Extended Yale B face database consists of 38 subjects, and each subject has approximately 64 frontal view images under various lighting conditions. All image data used in the experiments are manually aligned, cropped, and then resized to 168 × 192 pixels. The database is divided into five subsets on the angle between the light direction: gallery set (38 images), S1 (225 images), S2 (456 images), S3 (455 images), S4 (526 images), and S5 (714 images). We random select 500 images for training set.

4.2. Results

The comparison results between the proposed method and other learning methods for face recognition on FERET database are shown in Tables 1 and 2. From these two tables, we can see that the proposed method achieves the highest recognition accuracy in most of the subsets (except subset fb). By considering the comprehensive criterion of ORR, the proposed method (94.6% with LBP features and 95.4% with POEM features) is significantly better than the other two methods, which indicates that the online sparse learning strategy has great advantages than PCA model and WPCA model.

Comparing the corresponding results of the same method in Tables 1 and 2, we find that the results obtained using POEM features (95.4%) are better than the results obtained using LBP features (94.6%).

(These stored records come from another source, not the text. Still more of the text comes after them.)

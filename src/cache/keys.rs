// Cache key construction and TTL classes.
// Builds the namespaced keys for every cached catalog entity.

use std::time::Duration;

/// Package summaries and details change rarely: 1 hour.
pub const PACKAGE_TTL: Duration = Duration::from_secs(60 * 60);

/// Package detail blobs share the package TTL class.
pub const DETAILS_TTL: Duration = PACKAGE_TTL;

/// Reviews accrue over time: 30 minutes.
pub const REVIEWS_TTL: Duration = Duration::from_secs(30 * 60);

/// Agency records share the package TTL class.
pub const AGENCY_TTL: Duration = PACKAGE_TTL;

/// Similar-package recommendations share the package TTL class.
pub const SIMILAR_TTL: Duration = PACKAGE_TTL;

/// Filtered listings are the most volatile: 15 minutes.
pub const LISTING_TTL: Duration = Duration::from_secs(15 * 60);

/// Pattern matching every cached listing, for bulk invalidation.
pub const LISTING_PATTERN: &str = "packages:list:*";

/// Key for a package summary.
pub fn package(id: u64) -> String {
    format!("package:{id}")
}

/// Key for a package's detail blob.
pub fn details(id: u64) -> String {
    format!("package:{id}:details")
}

/// Key for a package's first page of reviews.
pub fn reviews(id: u64) -> String {
    format!("package:{id}:reviews")
}

/// Key for the agency owning a package.
pub fn agency(id: u64) -> String {
    format!("package:{id}:agency")
}

/// Key for a package's similar-package recommendations.
pub fn similar(id: u64) -> String {
    format!("package:{id}:similar")
}

/// Key for a filtered listing. `filter` must already be canonical
/// (see `PackageFilters::canonical_string`).
pub fn listing(filter: &str) -> String {
    format!("packages:list:{filter}")
}

/// Every key namespaced under a single package, for batched invalidation.
pub fn all_for_package(id: u64) -> [String; 5] {
    [package(id), details(id), reviews(id), agency(id), similar(id)]
}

It indicates that POEM features are much discriminative than LBP features. The proposed methods obtained significantly better results than other two learning methods PCA and WPCA both with LBP and POEM, which shows that the proposed method has better generalization ability among different region-based features.

We also compare the performance of the proposed method with other state-of-the-art methods and summarize the results in Table 3. This table shows that the performance of the proposed method is much better than that of other state-of-the-art methods on the comprehensive criterion ORR. More importantly, the proposed method gains 100% accuracy on the subset dupII, and much higher recognition rate than other methods on the subset dupI. Because dupI and dupII were, respectively, taken within one year of gallery image and at least one year apart, which means the proposed method is much more robust to variations in time and age.

5. Conclusions

Face recognition is the main task for person identification. This paper proposes an online sparse learning method for face recognition. The initial salience evaluation vector in a facial feature description model is obtained from our previous work. Then, an online sparse learning method is proposed to learn the increment of the salience evaluation vector with one testing sample and the current gallery set. The salience evaluation vector is updated by adding the initial salience evaluation vector to its increment. Also, a gallery set update strategy is presented in this paper, which achieves the dynamical update of the gallery set. The proposed method can update the facial feature description model in real time and ensure the good sparsity of the facial features. In addition, it considers the dynamical changing of the sample set to generalize the ability of the proposed method for good face recognition results. Experimental results show that the proposed method improves the face recognition accuracy, comparing with the methods of PCA and WPCA.

Data Availability

Previously reported FERET database, PCA learning model, and WPCA learning model were used to support this study and are available at DOI: 10.1109/CVPR.1997.609311, DOI: 10.1016/S1077-3142(03)00077-8, and DOI: 10.1016/j.patcog.2009.12.004. These prior studies and datasets are cited at relevant places within the text as references [2123].

Conflicts of Interest

The authors declare that there are no conflicts of interest regarding the publication of this paper.

Authors’ Contributions

Jianbo Su contributed to conceptualization and data curation; Qiaoling Han was involved in methodology and wrote the original draft; and Yue Zhao reviewed and edited the manuscript.

Acknowledgments

This work was supported in part by the Fundamental Research Funds for the Central Universities (2019ZY12) and in part by the NSF of China under the grant nos. 61533012 and 91748120.